Phantom
- First edition
- Author: Susan Kay
- Language: English
- Genre: Parallel novel
- Publisher: Doubleday
- Publication date: 1990
- Publication place: United Kingdom
- Media type: Print (Hardcover and Paperback)
- Pages: 532
- ISBN: 0-385-40087-X (hardcover first edition)
- OCLC: 21412105

= Phantom (Kay novel) =

1990 novel by Susan Kay

Phantom is a 1990 novel by Susan Kay, based on the 1910 Gaston Leroux novel The Phantom of the Opera. It is a biography of the title character Erik.

==Plot summary==

The Phantom is born as Erik in Boscherville, a small town not far from Rouen, in the summer of 1831. His spoiled, vain mother scorns her deformed child from birth, puts a mask on his face, and cannot bring herself to name him.

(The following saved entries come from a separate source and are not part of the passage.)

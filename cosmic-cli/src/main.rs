//! Cosmic CLI: print a panel's probability series without the terminal UI.
//!
//! Commands:
//! - `life`: intelligent-life curve for a slider position or a time in years
//! - `asteroid`: cumulative collision curve for a position or yearly probability
//! - `config`: print the effective configuration as TOML

use std::io::{self, Write};
use std::path::PathBuf;

use anyhow::{Context, Result};
use clap::{Parser, Subcommand, ValueEnum};
use serde::Serialize;
use tracing::{debug, info};
use tracing_subscriber::EnvFilter;

use cosmic_core::binding::event_channel;
use cosmic_core::config::CosmicConfig;
use cosmic_core::panel::{ChartModel, ProbabilityPanel};

#[derive(Parser)]
#[command(
    name = "cosmic",
    about = "Cosmic Odyssey CLI: probability series as tables, CSV or JSON"
)]
struct Cli {
    /// Config file (defaults to the platform config directory).
    #[arg(long, global = true)]
    config: Option<PathBuf>,

    /// Output format.
    #[arg(long, value_enum, default_value_t = Format::Table, global = true)]
    format: Format,

    #[command(subcommand)]
    command: Commands,
}

#[derive(Debug, Clone, Copy, PartialEq, Eq, ValueEnum)]
enum Format {
    Table,
    Csv,
    Json,
}

#[derive(Subcommand)]
enum Commands {
    /// Probability of intelligent life over time.
    Life {
        /// Slider position (0..=slider_max).
        #[arg(long, conflicts_with = "time")]
        position: Option<u32>,

        /// Selected time after the Big Bang, in years (e.g. 2.5e11).
        #[arg(long)]
        time: Option<f64>,
    },
    /// Cumulative probability of an asteroid collision.
    Asteroid {
        /// Slider position (0..=slider_max).
        #[arg(long, conflicts_with = "probability")]
        position: Option<u32>,

        /// Yearly collision probability (e.g. 1e-7).
        #[arg(long)]
        probability: Option<f64>,
    },
    /// Print the effective configuration as TOML.
    Config,
}

/// Where the slider should sit before sampling.
#[derive(Debug, Clone, Copy, PartialEq)]
enum Selection {
    Initial,
    Position(u32),
    Value(f64),
}

impl Selection {
    fn from_args(position: Option<u32>, value: Option<f64>) -> Self {
        match (position, value) {
            (Some(p), _) => Selection::Position(p),
            (None, Some(v)) => Selection::Value(v),
            (None, None) => Selection::Initial,
        }
    }
}

#[derive(Serialize)]
struct Row {
    years: f64,
    probability: f64,
}

fn main() -> Result<()> {
    let cli = Cli::parse();
    init_logging();

    let config = CosmicConfig::load(cli.config.as_deref()).context("loading configuration")?;
    let stdout = io::stdout();
    let mut out = stdout.lock();

    match cli.command {
        Commands::Life { position, time } => {
            let (tx, _rx) = event_channel();
            let mut panel = config.life.build_panel(tx)?;
            run_panel(&mut panel, Selection::from_args(position, time), cli.format, &mut out)
        }
        Commands::Asteroid {
            position,
            probability,
        } => {
            let (tx, _rx) = event_channel();
            let mut panel = config.asteroid.build_panel(tx)?;
            run_panel(
                &mut panel,
                Selection::from_args(position, probability),
                cli.format,
                &mut out,
            )
        }
        Commands::Config => {
            out.write_all(config.to_toml()?.as_bytes())?;
            Ok(())
        }
    }
}

fn init_logging() {
    let filter = EnvFilter::try_from_default_env().unwrap_or_else(|_| EnvFilter::new("warn"));
    tracing_subscriber::fmt()
        .with_env_filter(filter)
        .with_target(false)
        .with_writer(io::stderr)
        .init();
}

fn run_panel(
    panel: &mut dyn ProbabilityPanel,
    selection: Selection,
    format: Format,
    out: &mut impl Write,
) -> Result<()> {
    apply_selection(panel, selection)?;
    let chart = panel.chart();
    info!(
        panel = ?panel.id(),
        position = panel.binding().position(),
        points = chart.series.len(),
        "sampled series"
    );

    match format {
        Format::Table => write_table(&chart, &panel.describe_value(), out),
        Format::Csv => write_csv(&chart, out),
        Format::Json => write_json(&chart, out),
    }
}

/// Move the slider the same way the UI does: values go through the text path.
fn apply_selection(panel: &mut dyn ProbabilityPanel, selection: Selection) -> Result<()> {
    let binding = panel.binding_mut();
    match selection {
        Selection::Initial => {}
        Selection::Position(p) => {
            let max = binding.scale().max_position();
            if p > max {
                anyhow::bail!("position {p} is past the end of the slider (max {max})");
            }
            binding.set_position(p);
        }
        Selection::Value(v) => {
            let position = binding
                .submit_text(&v.to_string())
                .with_context(|| format!("applying value {v}"))?;
            debug!(value = v, position, "value mapped to slider position");
        }
    }
    Ok(())
}

fn write_table(chart: &ChartModel, summary: &str, out: &mut impl Write) -> Result<()> {
    writeln!(out, "{}", chart.title)?;
    writeln!(out, "{summary}")?;
    if let Some(marker) = &chart.marker {
        writeln!(out, "{}", marker.label)?;
    }
    writeln!(out)?;
    writeln!(out, "{:>16} {:>14}", chart.x_label, chart.y_label)?;
    writeln!(out, "{}", "-".repeat(31))?;
    for &(x, y) in chart.series.iter() {
        writeln!(out, "{:>16.4e} {:>14.6e}", x, y)?;
    }
    Ok(())
}

fn write_csv(chart: &ChartModel, out: &mut impl Write) -> Result<()> {
    let mut writer = csv::Writer::from_writer(out);
    for &(years, probability) in chart.series.iter() {
        writer.serialize(Row { years, probability })?;
    }
    writer.flush()?;
    Ok(())
}

fn write_json(chart: &ChartModel, out: &mut impl Write) -> Result<()> {
    serde_json::to_writer_pretty(&mut *out, chart)?;
    writeln!(out)?;
    Ok(())
}

#[cfg(test)]
mod tests {
    use super::*;

    fn life_panel() -> cosmic_core::LifePanel {
        let (tx, _rx) = event_channel();
        CosmicConfig::default().life.build_panel(tx).unwrap()
    }

    fn asteroid_panel() -> cosmic_core::AsteroidPanel {
        let (tx, _rx) = event_channel();
        CosmicConfig::default().asteroid.build_panel(tx).unwrap()
    }

    fn run(panel: &mut dyn ProbabilityPanel, selection: Selection, format: Format) -> String {
        let mut out = Vec::new();
        run_panel(panel, selection, format, &mut out).unwrap();
        String::from_utf8(out).unwrap()
    }

    #[test]
    fn parses_life_with_time() {
        let cli = Cli::try_parse_from(["cosmic", "life", "--time", "2.5e11"]).unwrap();
        assert_eq!(cli.format, Format::Table);
        match cli.command {
            Commands::Life { position, time } => {
                assert_eq!(position, None);
                assert_eq!(time, Some(2.5e11));
            }
            _ => panic!("expected life"),
        }
    }

    #[test]
    fn parses_global_flags_after_subcommand() {
        let cli = Cli::try_parse_from([
            "cosmic",
            "asteroid",
            "--position",
            "50",
            "--format",
            "csv",
            "--config",
            "custom.toml",
        ])
        .unwrap();
        assert_eq!(cli.format, Format::Csv);
        assert_eq!(cli.config, Some(PathBuf::from("custom.toml")));
        assert!(matches!(
            cli.command,
            Commands::Asteroid {
                position: Some(50),
                probability: None
            }
        ));
    }

    #[test]
    fn position_and_value_conflict() {
        assert!(Cli::try_parse_from(["cosmic", "life", "--position", "1", "--time", "1e9"]).is_err());
        assert!(
            Cli::try_parse_from(["cosmic", "asteroid", "--position", "1", "--probability", "1e-8"])
                .is_err()
        );
    }

    #[test]
    fn rejects_unknown_format() {
        assert!(Cli::try_parse_from(["cosmic", "life", "--format", "xml"]).is_err());
    }

    #[test]
    fn selection_prefers_position() {
        assert_eq!(Selection::from_args(Some(3), None), Selection::Position(3));
        assert_eq!(Selection::from_args(None, Some(0.5)), Selection::Value(0.5));
        assert_eq!(Selection::from_args(None, None), Selection::Initial);
    }

    #[test]
    fn csv_has_header_and_one_row_per_sample() {
        let text = run(&mut asteroid_panel(), Selection::Initial, Format::Csv);
        let lines: Vec<&str> = text.lines().collect();
        assert_eq!(lines[0], "years,probability");
        assert_eq!(lines.len(), 11);
        assert!(lines[1].starts_with("0.0,"));
    }

    #[test]
    fn json_carries_marker_label() {
        let mut panel = life_panel();
        let text = run(&mut panel, Selection::Value(5e11), Format::Json);
        let value: serde_json::Value = serde_json::from_str(&text).unwrap();
        assert_eq!(value["marker"]["label"], "Current Time: 5.0e+11 years");
        assert_eq!(value["series"].as_array().unwrap().len(), 1200);
        assert_eq!(panel.binding().position(), 500);
    }

    #[test]
    fn table_lists_title_and_summary() {
        let text = run(&mut asteroid_panel(), Selection::Position(10), Format::Table);
        assert!(text.starts_with("Probability of an Asteroid Collision with Earth"));
        assert!(text.contains("p = 1.00e-7 per year"));
    }

    #[test]
    fn invalid_value_is_an_error() {
        let mut panel = asteroid_panel();
        let mut out = Vec::new();
        assert!(run_panel(&mut panel, Selection::Value(f64::NAN), Format::Csv, &mut out).is_err());
        assert_eq!(panel.binding().position(), 1);
    }

    #[test]
    fn position_past_the_end_is_an_error() {
        let mut panel = life_panel();
        let mut out = Vec::new();
        assert!(run_panel(&mut panel, Selection::Position(5000), Format::Csv, &mut out).is_err());
    }
}
//! Application state, owned by the main thread.
//!
//! All TUI state lives here. Panel bindings publish change events into a
//! channel owned by the app; the main loop drains it and refreshes charts.

use std::collections::VecDeque;
use std::sync::mpsc::Receiver;

use chrono::NaiveDateTime;
use tracing::{debug, info};

use cosmic_core::binding::{event_channel, PanelEvent, PanelId};
use cosmic_core::config::CosmicConfig;
use cosmic_core::panel::{ChartModel, ProbabilityPanel};
use cosmic_core::Result;

/// Error history is capped at this many records.
const ERROR_HISTORY_CAP: usize = 50;

/// Frames the "Update Graph" button stays highlighted after a press.
const BUTTON_FLASH_FRAMES: u8 = 4;

/// Which panel is active.
#[derive(Debug, Clone, Copy, PartialEq, Eq)]
pub enum Panel {
    Life,
    Asteroid,
    Help,
}

impl Panel {
    pub const ALL: [Panel; 3] = [Panel::Life, Panel::Asteroid, Panel::Help];

    pub fn index(self) -> usize {
        match self {
            Panel::Life => 0,
            Panel::Asteroid => 1,
            Panel::Help => 2,
        }
    }

    pub fn from_index(i: usize) -> Option<Self> {
        Self::ALL.get(i).copied()
    }

    pub fn label(self) -> &'static str {
        match self {
            Panel::Life => PanelId::Life.label(),
            Panel::Asteroid => PanelId::Asteroid.label(),
            Panel::Help => "Help",
        }
    }

    pub fn next(self) -> Panel {
        Self::ALL[(self.index() + 1) % Self::ALL.len()]
    }

    pub fn prev(self) -> Panel {
        Self::ALL[(self.index() + Self::ALL.len() - 1) % Self::ALL.len()]
    }

    /// The probability panel shown here, if any.
    pub fn panel_id(self) -> Option<PanelId> {
        match self {
            Panel::Life => Some(PanelId::Life),
            Panel::Asteroid => Some(PanelId::Asteroid),
            Panel::Help => None,
        }
    }
}

/// Status message severity.
#[derive(Debug, Clone, Copy, PartialEq, Eq)]
pub enum StatusLevel {
    Info,
    Error,
}

/// An error record for the error history overlay.
#[derive(Debug, Clone)]
pub struct ErrorRecord {
    pub timestamp: NaiveDateTime,
    pub message: String,
    pub context: String,
}

/// Which overlay (if any) is shown on top.
#[derive(Debug, Clone, Copy, PartialEq, Eq)]
pub enum Overlay {
    None,
    Welcome,
    ErrorHistory,
}

/// Whether keys go to navigation or to the active text input.
#[derive(Debug, Clone, Copy, PartialEq, Eq)]
pub enum InputMode {
    Normal,
    Editing,
}

/// One probability panel plus what the UI keeps beside it.
pub struct PanelView {
    pub panel: Box<dyn ProbabilityPanel>,
    /// Last chart produced; replaced in full on every refresh.
    pub chart: ChartModel,
    /// Contents of the free-text input.
    pub input: String,
    pub redraws: u64,
    pub button_flash: u8,
}

impl PanelView {
    pub fn new(panel: Box<dyn ProbabilityPanel>) -> Self {
        let chart = panel.chart();
        Self {
            panel,
            chart,
            input: String::new(),
            redraws: 0,
            button_flash: 0,
        }
    }

    /// Resample and replace the chart.
    pub fn refresh(&mut self) {
        self.chart = self.panel.chart();
        self.redraws += 1;
    }
}

/// Top-level application state.
pub struct AppState {
    // Navigation
    pub active_panel: Panel,
    pub running: bool,
    pub input_mode: InputMode,

    // Panel states
    pub life: PanelView,
    pub asteroid: PanelView,

    // Change notifications from both bindings
    pub events: Receiver<PanelEvent>,

    // Cross-cutting
    pub status_message: Option<(String, StatusLevel)>,
    pub error_history: VecDeque<ErrorRecord>,
    pub error_scroll: usize,
    pub overlay: Overlay,
}

impl AppState {
    pub fn new(config: &CosmicConfig) -> Result<Self> {
        let (tx, rx) = event_channel();
        let life = config.life.build_panel(tx.clone())?;
        let asteroid = config.asteroid.build_panel(tx)?;
        Ok(Self {
            active_panel: Panel::Life,
            running: true,
            input_mode: InputMode::Normal,
            life: PanelView::new(Box::new(life)),
            asteroid: PanelView::new(Box::new(asteroid)),
            events: rx,
            status_message: None,
            error_history: VecDeque::with_capacity(ERROR_HISTORY_CAP),
            error_scroll: 0,
            overlay: Overlay::Welcome,
        })
    }

    pub fn view(&self, id: PanelId) -> &PanelView {
        match id {
            PanelId::Life => &self.life,
            PanelId::Asteroid => &self.asteroid,
        }
    }

    pub fn view_mut(&mut self, id: PanelId) -> &mut PanelView {
        match id {
            PanelId::Life => &mut self.life,
            PanelId::Asteroid => &mut self.asteroid,
        }
    }

    /// The view behind the active panel (`None` on Help).
    pub fn active_view_mut(&mut self) -> Option<&mut PanelView> {
        let id = self.active_panel.panel_id()?;
        Some(self.view_mut(id))
    }

    /// Refresh every panel that published since the last call. Returns the
    /// number of events handled.
    pub fn drain_events(&mut self) -> usize {
        let pending: Vec<PanelEvent> = self.events.try_iter().collect();
        for event in &pending {
            debug!(?event, "panel event");
            self.view_mut(event.panel()).refresh();
        }
        pending.len()
    }

    /// Per-frame housekeeping.
    pub fn tick(&mut self) {
        for view in [&mut self.life, &mut self.asteroid] {
            view.button_flash = view.button_flash.saturating_sub(1);
        }
    }

    /// Move the active slider by `delta` steps.
    pub fn step_slider(&mut self, delta: i64) {
        if let Some(view) = self.active_view_mut() {
            view.panel.binding_mut().step(delta);
        }
    }

    pub fn slider_to_start(&mut self) {
        if let Some(view) = self.active_view_mut() {
            view.panel.binding_mut().jump_to_start();
        }
    }

    pub fn slider_to_end(&mut self) {
        if let Some(view) = self.active_view_mut() {
            view.panel.binding_mut().jump_to_end();
        }
    }

    /// "Update Graph": redraw at the current position.
    pub fn request_redraw(&mut self) {
        let Some(view) = self.active_view_mut() else {
            return;
        };
        view.panel.binding().request_redraw();
        view.button_flash = BUTTON_FLASH_FRAMES;
        self.set_status("Graph updated");
    }

    /// Submit the active text input through the slider.
    pub fn submit_input(&mut self) {
        let Some(id) = self.active_panel.panel_id() else {
            return;
        };
        let view = self.view_mut(id);
        let text = view.input.clone();
        let outcome = view.panel.binding_mut().submit_text(&text);
        let value = view.panel.describe_value();
        match outcome {
            Ok(position) => {
                info!(panel = ?id, position, "text input applied");
                self.set_status(format!("Slider set to {position} ({value})"));
            }
            Err(err) => {
                self.push_error(
                    format!("Error: Please enter a valid number. ({err})"),
                    id.label().to_string(),
                );
            }
        }
    }

    /// Push an error to the history, capping at 50.
    pub fn push_error(&mut self, message: String, context: String) {
        let record = ErrorRecord {
            timestamp: chrono::Local::now().naive_local(),
            message: message.clone(),
            context,
        };
        self.error_history.push_front(record);
        if self.error_history.len() > ERROR_HISTORY_CAP {
            self.error_history.pop_back();
        }
        self.status_message = Some((message, StatusLevel::Error));
    }

    /// Set an info status message.
    pub fn set_status(&mut self, msg: impl Into<String>) {
        self.status_message = Some((msg.into(), StatusLevel::Info));
    }
}

#[cfg(test)]
mod tests {
    use super::*;

    fn app() -> AppState {
        AppState::new(&CosmicConfig::default()).unwrap()
    }

    #[test]
    fn panel_cycle() {
        assert_eq!(Panel::Life.next(), Panel::Asteroid);
        assert_eq!(Panel::Help.next(), Panel::Life);
        assert_eq!(Panel::Life.prev(), Panel::Help);
        assert_eq!(Panel::Asteroid.prev(), Panel::Life);
    }

    #[test]
    fn panel_from_index() {
        for i in 0..3 {
            let p = Panel::from_index(i).unwrap();
            assert_eq!(p.index(), i);
        }
        assert!(Panel::from_index(3).is_none());
    }

    #[test]
    fn starts_with_welcome_and_initial_charts() {
        let app = app();
        assert_eq!(app.overlay, Overlay::Welcome);
        assert_eq!(app.life.chart.series.len(), 1200);
        assert_eq!(app.asteroid.chart.series.len(), 10);
        assert_eq!(app.life.panel.binding().position(), 13);
        assert_eq!(app.asteroid.panel.binding().position(), 1);
    }

    #[test]
    fn slider_step_refreshes_only_that_panel() {
        let mut app = app();
        app.step_slider(10);
        assert_eq!(app.drain_events(), 1);
        assert_eq!(app.life.redraws, 1);
        assert_eq!(app.asteroid.redraws, 0);
        let marker = app.life.chart.marker.as_ref().unwrap();
        assert_eq!(marker.x, 2.3e10);
    }

    #[test]
    fn help_panel_ignores_slider_keys() {
        let mut app = app();
        app.active_panel = Panel::Help;
        app.step_slider(5);
        app.request_redraw();
        assert_eq!(app.drain_events(), 0);
    }

    #[test]
    fn submit_valid_input_moves_slider() {
        let mut app = app();
        app.active_panel = Panel::Asteroid;
        app.asteroid.input = "5e-7".into();
        app.submit_input();
        assert_eq!(app.asteroid.panel.binding().position(), 50);
        assert_eq!(app.drain_events(), 1);
        assert!(matches!(app.status_message, Some((_, StatusLevel::Info))));
    }

    #[test]
    fn submit_invalid_input_records_error_without_redraw() {
        let mut app = app();
        app.life.input = "abc".into();
        let before = app.life.chart.clone();
        app.submit_input();
        assert_eq!(app.drain_events(), 0);
        assert_eq!(app.life.chart, before);
        assert_eq!(app.life.panel.binding().position(), 13);
        assert_eq!(app.error_history.len(), 1);
        assert!(app.error_history[0].message.contains("valid number"));
        assert!(matches!(app.status_message, Some((_, StatusLevel::Error))));
        // The text stays so it can be corrected.
        assert_eq!(app.life.input, "abc");
    }

    #[test]
    fn update_graph_redraws_and_flashes() {
        let mut app = app();
        app.request_redraw();
        assert_eq!(app.life.button_flash, BUTTON_FLASH_FRAMES);
        assert_eq!(app.drain_events(), 1);
        assert_eq!(app.life.redraws, 1);
        for _ in 0..BUTTON_FLASH_FRAMES {
            app.tick();
        }
        assert_eq!(app.life.button_flash, 0);
    }

    #[test]
    fn slider_jumps() {
        let mut app = app();
        app.slider_to_end();
        assert_eq!(app.life.panel.binding().position(), 1000);
        app.slider_to_start();
        assert_eq!(app.life.panel.binding().position(), 0);
        assert_eq!(app.drain_events(), 2);
    }

    #[test]
    fn error_history_caps_at_50() {
        let mut app = app();
        for i in 0..60 {
            app.push_error(format!("error {i}"), String::new());
        }
        assert_eq!(app.error_history.len(), 50);
        assert!(app.error_history[0].message.contains("59"));
    }
}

Instead, she instructs the elderly priest who baptises him to name the child after himself. Erik is forced to spend his childhood locked in his home lest he or his mother become a target for the superstitious villagers. Much of the verbal and physical abuse Erik suffers from his mother is chronicled in the opening chapters of the novel.

From a young age, Erik exhibits a strong interest in architecture and is privately tutored by a well-respected professor, but his strongest abilities lie in the subject of music. His mother does not encourage his pursuit of singing, claiming that his supernaturally beautiful voice cannot have been created by God.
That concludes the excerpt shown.